» Aim of the exercise: Below are records; count the lines that hold the string "copied" and give only the count.

» Supplied entries:
══════════════════════════════
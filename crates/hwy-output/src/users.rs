//! Per-traveler stats log entries and `users/<name>.log` files.

use std::fs::File;
use std::io::{BufWriter, Write};
use std::path::Path;

use hwy_model::{HighwayData, TravelerList, UpdateRecord};
use hwy_travel::RegionStats;

use crate::logs::log_header;
use crate::OutputResult;

/// `"<clinched> of <total> mi (<pct>%)"`.
pub fn format_clinched_mi(clinched: f64, total: f64) -> String {
    let percentage = if total != 0.0 {
        format!("({:.2}%)", 100.0 * clinched / total)
    } else {
        "-.--%".to_string()
    };
    format!("{clinched:.2} of {total:.2} mi {percentage}")
}

/// Clinched-stats rows destined for the SQL dump, collected while the
/// per-traveler log entries are generated.
#[derive(Default)]
pub struct ClinchedTables {
    /// (system, region, traveler, miles)
    pub system_mileage_by_region: Vec<(String, String, String, f64)>,
    /// (first root, traveler, miles, clinched)
    pub connected_routes: Vec<(String, String, f64, bool)>,
    /// (root, traveler, miles, clinched)
    pub routes: Vec<(String, String, f64, bool)>,
}

/// Append each traveler's clinched-statistics section to their log and
/// collect the clinched table rows for the database.
pub fn build_traveler_stats(
    data: &HighwayData,
    travelers: &mut [TravelerList],
    stats: &RegionStats,
    updates: &[UpdateRecord],
) -> ClinchedTables {
    log::info!("Creating per-traveler stats log entries");
    let mut tables = ClinchedTables::default();
    let active_systems = data.systems.iter().filter(|h| h.active()).count();
    let preview_systems = data.systems.iter().filter(|h| h.preview()).count();

    for (i, t) in travelers.iter_mut().enumerate() {
        let tid = hwy_core::TravelerId(i as u32);
        t.log_entries.push("Clinched Highway Statistics".to_string());
        t.log_entries.push(format!(
            "Overall in active systems: {}",
            format_clinched_mi(t.active_only_miles(), stats.active_only_miles())
        ));
        t.log_entries.push(format!(
            "Overall in active+preview systems: {}",
            format_clinched_mi(t.active_preview_miles(), stats.active_preview_miles())
        ));

        t.log_entries
            .push("Overall by region: (each line reports active only then active+preview)".to_string());
        for (region, &preview_miles) in &t.active_preview_mileage_by_region {
            let active_miles = t.active_only_mileage_by_region.get(region).copied().unwrap_or(0.0);
            let total_active =
                stats.active_only_mileage_by_region.get(region).copied().unwrap_or(0.0);
            t.log_entries.push(format!(
                "{region}: {}, {}",
                format_clinched_mi(active_miles, total_active),
                format_clinched_mi(
                    preview_miles,
                    stats.active_preview_mileage_by_region.get(region).copied().unwrap_or(0.0)
                )
            ));
        }

        let mut active_traveled = 0;
        let mut active_clinched = 0;
        let mut preview_traveled = 0;
        let mut preview_clinched = 0;

        for system in &data.systems {
            if !system.active_or_preview() {
                continue;
            }
            let t_system_overall = t.system_miles(&system.name);
            if t_system_overall <= 0.0 {
                continue;
            }
            if system.active() {
                active_traveled += 1;
            } else {
                preview_traveled += 1;
            }
            if t_system_overall == system.total_mileage() {
                if system.active() {
                    active_clinched += 1;
                } else {
                    preview_clinched += 1;
                }
            }

            t.log_entries.push(format!(
                "System {} ({}) overall: {}",
                system.name,
                system.level,
                format_clinched_mi(t_system_overall, system.total_mileage())
            ));
            if system.mileage_by_region.len() > 1 {
                t.log_entries.push(format!("System {} by region:", system.name));
            }
            for (region, &system_region_miles) in &system.mileage_by_region {
                let mine = t
                    .system_region_mileages
                    .get(&system.name)
                    .and_then(|by_region| by_region.get(region))
                    .copied()
                    .unwrap_or(0.0);
                if mine > 0.0 {
                    tables.system_mileage_by_region.push((
                        system.name.clone(),
                        region.clone(),
                        t.name.clone(),
                        mine,
                    ));
                }
                if system.mileage_by_region.len() > 1 {
                    t.log_entries.push(format!(
                        "  {region}: {}",
                        format_clinched_mi(mine, system_region_miles)
                    ));
                }
            }

            let mut con_routes_traveled = 0;
            let mut con_routes_clinched = 0;
            t.log_entries
                .push(format!("System {} by route (traveled routes only):", system.name));
            for &cr in &system.con_routes {
                let con = data.con_route(cr);
                let mut con_clinched_miles = 0.0;
                let mut member_lines = String::new();
                for &r in &con.roots {
                    let route = data.route(r);
                    let miles = data.route_miles_clinched_by(r, tid);
                    if miles > 0.0 {
                        tables.routes.push((
                            route.root.clone(),
                            t.name.clone(),
                            miles,
                            miles >= route.mileage,
                        ));
                        con_clinched_miles += miles;
                        member_lines.push_str(&format!(
                            "  {}: {}\n",
                            route.readable_name(),
                            format_clinched_mi(miles, route.mileage)
                        ));
                    }
                }
                if con_clinched_miles > 0.0 {
                    con_routes_traveled += 1;
                    let clinched = con_clinched_miles == con.mileage;
                    if clinched {
                        con_routes_clinched += 1;
                    }
                    tables.connected_routes.push((
                        data.route(con.roots[0]).root.clone(),
                        t.name.clone(),
                        con_clinched_miles,
                        clinched,
                    ));
                    t.log_entries.push(format!(
                        "{}: {}",
                        con.readable_name(),
                        format_clinched_mi(con_clinched_miles, con.mileage)
                    ));
                    if con.roots.len() == 1 {
                        t.log_entries
                            .push(format!(" ({} only)", data.route(con.roots[0]).readable_name()));
                    } else {
                        t.log_entries.push(member_lines);
                    }
                }
            }
            t.log_entries.push(format!(
                "System {} connected routes traveled: {} of {} ({:.1}%), clinched: {} of {} ({:.1}%).",
                system.name,
                con_routes_traveled,
                system.con_routes.len(),
                percent(con_routes_traveled, system.con_routes.len()),
                con_routes_clinched,
                system.con_routes.len(),
                percent(con_routes_clinched, system.con_routes.len()),
            ));
        }

        t.log_entries.push(format!(
            "\nTraveled {active_traveled} of {active_systems} ({:.1}%), Clinched {active_clinched} of {active_systems} ({:.1}%) active systems",
            percent(active_traveled, active_systems),
            percent(active_clinched, active_systems),
        ));
        t.log_entries.push(format!(
            "Traveled {preview_traveled} of {preview_systems} ({:.1}%), Clinched {preview_clinched} of {preview_systems} ({:.1}%) preview systems",
            percent(preview_traveled, preview_systems),
            percent(preview_clinched, preview_systems),
        ));

        // most recent updates for the routes this list referenced
        t.log_entries.push("\nMost recent updates for listed routes:".to_string());
        let mut updated: Vec<&UpdateRecord> = t
            .routes
            .iter()
            .filter_map(|&r| data.route(r).last_update)
            .map(|i| &updates[i])
            .collect();
        updated.sort_by(|a, b| format!("{}{}", a.date, a.root).cmp(&format!("{}{}", b.date, b.root)));
        for update in updated {
            t.log_entries.push(format!(
                "{} | {} | {} | {} | {}",
                update.date, update.region, update.route, update.root, update.description
            ));
        }
    }
    tables
}

fn percent(part: usize, whole: usize) -> f64 {
    if whole == 0 { 0.0 } else { 100.0 * part as f64 / whole as f64 }
}

/// Write `users/<name>.log` for every traveler.
pub fn write_user_logs(travelers: &[TravelerList], log_path: &Path) -> OutputResult<()> {
    log::info!("Writing traveler list logs");
    let users = log_path.join("users");
    std::fs::create_dir_all(&users)?;
    for t in travelers {
        let mut out = BufWriter::new(File::create(users.join(format!("{}.log", t.name)))?);
        log_header(&mut out)?;
        for line in &t.log_entries {
            writeln!(out, "{line}")?;
        }
    }
    Ok(())
}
══════════════════════════════
» Written answer: 4